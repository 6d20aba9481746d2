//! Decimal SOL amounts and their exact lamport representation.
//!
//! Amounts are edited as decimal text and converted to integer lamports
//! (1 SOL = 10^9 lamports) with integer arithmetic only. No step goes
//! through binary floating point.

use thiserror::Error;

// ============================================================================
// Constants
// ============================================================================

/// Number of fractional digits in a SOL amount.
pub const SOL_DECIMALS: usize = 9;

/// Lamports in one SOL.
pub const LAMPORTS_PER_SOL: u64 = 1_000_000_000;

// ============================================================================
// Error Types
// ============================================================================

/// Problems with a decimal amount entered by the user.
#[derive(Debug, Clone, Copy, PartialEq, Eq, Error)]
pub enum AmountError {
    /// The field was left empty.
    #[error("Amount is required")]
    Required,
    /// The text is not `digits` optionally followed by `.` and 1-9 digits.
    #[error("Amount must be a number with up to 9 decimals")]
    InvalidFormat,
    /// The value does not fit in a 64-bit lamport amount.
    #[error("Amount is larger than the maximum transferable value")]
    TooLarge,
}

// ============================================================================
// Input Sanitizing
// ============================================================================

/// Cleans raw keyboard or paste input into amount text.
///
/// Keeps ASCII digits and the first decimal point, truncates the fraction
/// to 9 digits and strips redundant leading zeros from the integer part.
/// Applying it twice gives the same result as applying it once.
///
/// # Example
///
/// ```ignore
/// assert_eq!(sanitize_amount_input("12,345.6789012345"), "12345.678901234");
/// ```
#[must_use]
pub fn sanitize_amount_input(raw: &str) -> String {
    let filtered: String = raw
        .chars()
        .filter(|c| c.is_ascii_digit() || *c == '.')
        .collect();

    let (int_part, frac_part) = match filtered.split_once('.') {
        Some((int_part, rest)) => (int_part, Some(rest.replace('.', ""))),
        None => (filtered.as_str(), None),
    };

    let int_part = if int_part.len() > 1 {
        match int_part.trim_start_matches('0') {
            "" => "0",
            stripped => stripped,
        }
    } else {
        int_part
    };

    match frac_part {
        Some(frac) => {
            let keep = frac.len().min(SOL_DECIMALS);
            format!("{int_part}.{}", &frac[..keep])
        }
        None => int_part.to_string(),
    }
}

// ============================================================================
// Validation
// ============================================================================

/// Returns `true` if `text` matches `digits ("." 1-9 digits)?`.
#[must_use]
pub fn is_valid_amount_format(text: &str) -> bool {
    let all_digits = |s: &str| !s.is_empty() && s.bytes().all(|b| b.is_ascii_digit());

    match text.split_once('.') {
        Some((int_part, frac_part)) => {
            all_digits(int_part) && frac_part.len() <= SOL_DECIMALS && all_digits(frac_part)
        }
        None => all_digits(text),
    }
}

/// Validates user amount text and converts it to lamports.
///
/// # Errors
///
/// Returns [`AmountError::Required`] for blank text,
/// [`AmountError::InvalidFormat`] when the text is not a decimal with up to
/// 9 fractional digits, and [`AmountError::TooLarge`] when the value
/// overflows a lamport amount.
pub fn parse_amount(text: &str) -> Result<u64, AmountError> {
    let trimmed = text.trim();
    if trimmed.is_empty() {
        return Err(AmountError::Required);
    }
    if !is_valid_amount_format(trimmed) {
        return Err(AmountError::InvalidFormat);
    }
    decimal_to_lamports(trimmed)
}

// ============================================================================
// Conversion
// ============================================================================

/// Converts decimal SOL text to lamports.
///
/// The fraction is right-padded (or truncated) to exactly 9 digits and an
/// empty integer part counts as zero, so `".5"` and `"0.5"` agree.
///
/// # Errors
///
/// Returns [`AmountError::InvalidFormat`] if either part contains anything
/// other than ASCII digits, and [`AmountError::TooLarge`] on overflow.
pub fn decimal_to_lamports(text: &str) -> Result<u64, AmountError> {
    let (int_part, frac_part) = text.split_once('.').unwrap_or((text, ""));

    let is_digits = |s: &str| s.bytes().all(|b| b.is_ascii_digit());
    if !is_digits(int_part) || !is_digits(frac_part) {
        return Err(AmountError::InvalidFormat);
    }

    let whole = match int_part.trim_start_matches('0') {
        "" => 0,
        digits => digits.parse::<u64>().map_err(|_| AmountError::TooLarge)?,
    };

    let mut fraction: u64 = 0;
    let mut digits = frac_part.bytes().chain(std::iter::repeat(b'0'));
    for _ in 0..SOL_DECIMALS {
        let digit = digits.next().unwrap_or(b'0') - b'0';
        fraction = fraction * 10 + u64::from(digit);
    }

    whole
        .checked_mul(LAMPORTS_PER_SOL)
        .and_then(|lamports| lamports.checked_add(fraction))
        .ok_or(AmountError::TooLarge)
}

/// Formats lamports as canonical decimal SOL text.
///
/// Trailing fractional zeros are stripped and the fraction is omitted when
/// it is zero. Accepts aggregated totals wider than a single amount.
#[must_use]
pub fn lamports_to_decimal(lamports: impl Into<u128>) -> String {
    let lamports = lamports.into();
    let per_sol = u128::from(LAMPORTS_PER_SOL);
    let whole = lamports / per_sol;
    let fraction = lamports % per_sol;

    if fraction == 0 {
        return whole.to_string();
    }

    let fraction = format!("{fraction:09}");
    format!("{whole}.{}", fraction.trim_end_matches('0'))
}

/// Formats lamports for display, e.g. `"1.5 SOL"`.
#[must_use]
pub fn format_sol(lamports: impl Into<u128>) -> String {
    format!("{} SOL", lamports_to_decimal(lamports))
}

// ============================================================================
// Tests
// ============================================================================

════════

WHAT THE TASK REQUIRES :: Wherever the string "user" occurs in the listing, return the line it sits on.

EXERCISE ANSWER ::
/// Problems with a decimal amount entered by the user.
/// Validates user amount text and converts it to lamports.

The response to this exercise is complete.